イングリットは、大の大人が小さい魔人に怯えて縮こまる姿が、どうにもおかしくて笑ってしまった。それでいて何度も頭を下げて感謝する、情けない大人が新鮮で楽しく思った。
「――あぁ。やっと笑ってくれたね。作り笑顔はもっと大きくなってから、大人になってから練習するといい」
「えっ?」
「君はずっと笑顔だったけど、笑ってはないよね。愛想笑いなんかはね、子どもはしなくていい」
――あー。……そっかバレてるのか。
イングリットは肩を落とす。まだまだ自分の作った笑顔は人にバレるのだと反省した。
「……でも、笑顔でいないと、私は王族なので。――私、毎日つまらないんです。退屈なんです。遊んでもらいたくても、みんなお仕事があってずっとはいられないでしょ?迷惑はかけたくないですし。――でもいつも不機嫌だと、みんな心配するでしょ?だから私は、笑顔でいないと」
会ったばかりの大人に話すようなことではなかったが、不思議とイングリットはイサミにそれを打ち明けてしまった。
イサミにはそんな、悩みを打ち明けてしまいそうな聖性ともいえる魅力があった。
「なるほど……。よし!」
「えっ?きゃあっ!?」
イサミはイングリットを一瞬で抱き上げた。
――あっ。
イングリットはイサミのその胸、腕から鍛え上げられた筋肉を感じ取り、少しの胸の高鳴りを覚えた。
「じゃあ今日はひとまず逃げてみようか!二人でここから!」
「えっちょ!?」
返事も聞かずにイサミは部屋の窓からイングリットを抱えて飛び出した。
「きゃあああああ」
「全速力で逃げるぞぉ!しっかり僕に掴まっててね!」
イサミはイングリットを両腕で胸に抱えて、王城の裏手に向けて風のように走る。
振り落とされないようにイサミの首に腕をまわして、イングリットは彼の顔と、通り過ぎるその景色を交互に見た。

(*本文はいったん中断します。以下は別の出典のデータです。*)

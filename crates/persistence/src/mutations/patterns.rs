// Copyright (C) 2026 Fred Clausen
// Use of this source code is governed by an MIT-style
// license that can be found in the LICENSE file or at
// https://opensource.org/licenses/MIT.

//! Pattern mutations and the removal cascade.

use std::collections::BTreeMap;

use diesel::prelude::*;
use diesel::SqliteConnection;
use shiftboard::{RemovalDecision, ShiftRecord, ShiftVersion, plan_pattern_removal};
use shiftboard_domain::{EmployeeTypeId, PatternId, ScheduleId, StoreCapabilities};
use time::Date;
use tracing::{debug, info};

use crate::backend::sqlite::get_last_insert_rowid;
use crate::data_models::PatternWrite;
use crate::diesel_schema::{employee_type_versions, employee_types, patterns};
use crate::error::PersistenceError;
use crate::mutations::now;
use crate::mutations::shifts::apply_shift_plan;
use crate::queries::flag;
use crate::queries::patterns::{get_pattern, pattern_name_taken};
use crate::queries::shifts::{all_shift_timelines, get_shift};

fn ensure_name_free(
    conn: &mut SqliteConnection,
    schedule_id: ScheduleId,
    name: &str,
    exclude: Option<PatternId>,
) -> Result<(), PersistenceError> {
    if pattern_name_taken(conn, schedule_id, name, exclude)? {
        return Err(PersistenceError::Conflict(format!(
            "A pattern named '{name}' already exists"
        )));
    }
    Ok(())
}

/// Creates a pattern.
///
/// # Errors
///
/// Returns `Conflict` if an active pattern already uses the name, or a
/// database error.
pub fn create_pattern(
    conn: &mut SqliteConnection,
    schedule_id: ScheduleId,
    write: &PatternWrite,
    actor: Option<&str>,
) -> Result<PatternId, PersistenceError> {
    let payload: String = serde_json::to_string(&write.pattern.to_payload())?;

    conn.immediate_transaction::<_, PersistenceError, _>(|conn| {
        ensure_name_free(conn, schedule_id, &write.name, None)?;

        diesel::insert_into(patterns::table)
            .values((
                patterns::schedule_id.eq(schedule_id.value()),
                patterns::name.eq(&write.name),
                patterns::summary.eq(&write.summary),
                patterns::pattern_json.eq(&payload),
                patterns::created_by.eq(actor),
            ))
            .execute(conn)?;
        let pattern_id: i64 = get_last_insert_rowid(conn)?;

        info!(
            schedule_id = schedule_id.value(),
            pattern_id,
            summary = %write.summary,
            "Created pattern"
        );
        Ok(PatternId::new(pattern_id))
    })
}

/// Replaces the name, summary and payload of an active pattern.
///
/// # Errors
///
/// Returns `NotFound` for unknown or removed patterns, `Conflict` for a
/// duplicate name, or a database error.
pub fn update_pattern(
    conn: &mut SqliteConnection,
    schedule_id: ScheduleId,
    pattern_id: PatternId,
    write: &PatternWrite,
) -> Result<(), PersistenceError> {
    let payload: String = serde_json::to_string(&write.pattern.to_payload())?;

    conn.immediate_transaction::<_, PersistenceError, _>(|conn| {
        if get_pattern(conn, schedule_id, pattern_id)?.is_none() {
            return Err(PersistenceError::NotFound(format!("Pattern {pattern_id}")));
        }
        ensure_name_free(conn, schedule_id, &write.name, Some(pattern_id))?;

        diesel::update(patterns::table)
            .filter(patterns::pattern_id.eq(pattern_id.value()))
            .set((
                patterns::name.eq(&write.name),
                patterns::summary.eq(&write.summary),
                patterns::pattern_json.eq(&payload),
                patterns::updated_at.eq(now()),
            ))
            .execute(conn)?;

        info!(
            schedule_id = schedule_id.value(),
            pattern_id = pattern_id.value(),
            "Updated pattern"
        );
        Ok(())
    })
}

/// True if any shift row or version, active or not, points at the pattern.
fn referenced_anywhere(
    conn: &mut SqliteConnection,
    pattern_id: PatternId,
) -> Result<bool, PersistenceError> {
    use diesel::dsl::count_star;

    let rows: i64 = employee_types::table
        .filter(employee_types::pattern_id.eq(pattern_id.value()))
        .select(count_star())
        .first(conn)?;
    let versions: i64 = employee_type_versions::table
        .filter(employee_type_versions::pattern_id.eq(pattern_id.value()))
        .select(count_star())
        .first(conn)?;
    Ok(rows + versions > 0)
}

/// Removes a pattern, cascading to the shifts that use it today.
///
/// The decision is planned and executed in one transaction:
///
/// - unused anywhere: the row is deleted
/// - used today without `confirm_active_removal`: nothing is written and
///   `NeedsConfirmation` is returned
/// - otherwise every shift whose current version uses the pattern gets an
///   "unassigned" version effective `today`, then the pattern is marked
///   inactive so history keeps rendering
///
/// # Errors
///
/// Returns `NotFound` for unknown or removed patterns, a timeline error if
/// a cascade would leave overlapping versions, or a database error. Any
/// error rolls back every cascade step.
pub fn remove_pattern(
    conn: &mut SqliteConnection,
    schedule_id: ScheduleId,
    pattern_id: PatternId,
    today: Date,
    confirm_active_removal: bool,
    capabilities: StoreCapabilities,
    actor: Option<&str>,
) -> Result<RemovalDecision, PersistenceError> {
    conn.immediate_transaction::<_, PersistenceError, _>(|conn| {
        if get_pattern(conn, schedule_id, pattern_id)?.is_none() {
            return Err(PersistenceError::NotFound(format!("Pattern {pattern_id}")));
        }

        let timelines: BTreeMap<EmployeeTypeId, Vec<ShiftVersion>> =
            all_shift_timelines(conn, schedule_id, capabilities)?;
        let decision: RemovalDecision =
            plan_pattern_removal(pattern_id, &timelines, today, confirm_active_removal)?;

        let decision: RemovalDecision = match decision {
            RemovalDecision::NeedsConfirmation { .. } => return Ok(decision),
            RemovalDecision::HardDelete if !referenced_anywhere(conn, pattern_id)? => {
                diesel::delete(patterns::table)
                    .filter(patterns::pattern_id.eq(pattern_id.value()))
                    .execute(conn)?;
                decision
            }
            // Only inactive shifts still point at it; keep the row for them.
            RemovalDecision::HardDelete => RemovalDecision::SoftRemove {
                unassign: Vec::new(),
            },
            RemovalDecision::SoftRemove { ref unassign } => {
                for (employee_type_id, plan) in unassign {
                    let mut shift: ShiftRecord = get_shift(conn, schedule_id, *employee_type_id)?
                        .ok_or_else(|| {
                            PersistenceError::NotFound(format!("Shift {employee_type_id}"))
                        })?;
                    apply_shift_plan(conn, schedule_id, &mut shift, plan, capabilities, today, actor)?;
                }
                decision
            }
        };

        if matches!(decision, RemovalDecision::SoftRemove { .. }) {
            diesel::update(patterns::table)
                .filter(patterns::pattern_id.eq(pattern_id.value()))
                .set((
                    patterns::is_active.eq(flag(false)),
                    patterns::updated_at.eq(now()),
                ))
                .execute(conn)?;
        }

        match decision.mode() {
            Some(mode) => info!(
                schedule_id = schedule_id.value(),
                pattern_id = pattern_id.value(),
                mode = mode.as_str(),
                "Removed pattern"
            ),
            None => debug!(
                schedule_id = schedule_id.value(),
                pattern_id = pattern_id.value(),
                "Pattern removal needs confirmation"
            ),
        }
        Ok(decision)
    })
}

晴天の下、集まった民衆がこちらに視線を集める。知らない顔が次々に流れていく。
イサミを見る。すこし汗ばんだ首筋、白い歯、そしてこちらまで楽しくなってくる無邪気な笑顔。
――この人は、なんて自由で。気持ちが良いんだろう。
「――ふふっ!あはは!」
風を切り、突き進む男の腕の中で、少女は生まれて初めて本当に笑った。
二人がそこに着いた頃、太陽はちょうど空の真ん中に輝いていた。
城塞は山の頂上付近にあるが、そこから何百メートルか離れた山の本当の頂上、その岩肌の上に二人はいた。
「うわぁ!きれい!――きゃっ」
ルクスが一望できるその場所で、イングリットはイサミの腕の中にいた。
時折強い風が吹くがイサミがビクともしないので、イングリットは安心してその腕に抱かれ、見える絶景を眺めていた。
ルクスが、そのすべてが見える。そこに生きる人が見える。
遠く輝く海岸線が、世界の果てなどないかの様に豊かにそこに在る。
「きれいだなぁ、この世界は。山も海も、それぞれの匂いをそのままに、自然の美しさを保っている。――僕はね、世界を救いたいんだ」
今は同じ景色を二人は見ていた。
「邪神を倒すんでしょう?お父様がそう言ってた――」
「――イサミならできるよ」
何の根拠もないけれど、この人ならやってしまえるとイングリットは信じた。
イングリットはそして景色から目を逸らし、イサミを見つめた。
「それはね、イングリット。――みんなでやるのさ、手伝ってくれるかい?」
そうして歯を出して笑うイサミ。その笑顔に、イングリットは完全にやられてしまっていた。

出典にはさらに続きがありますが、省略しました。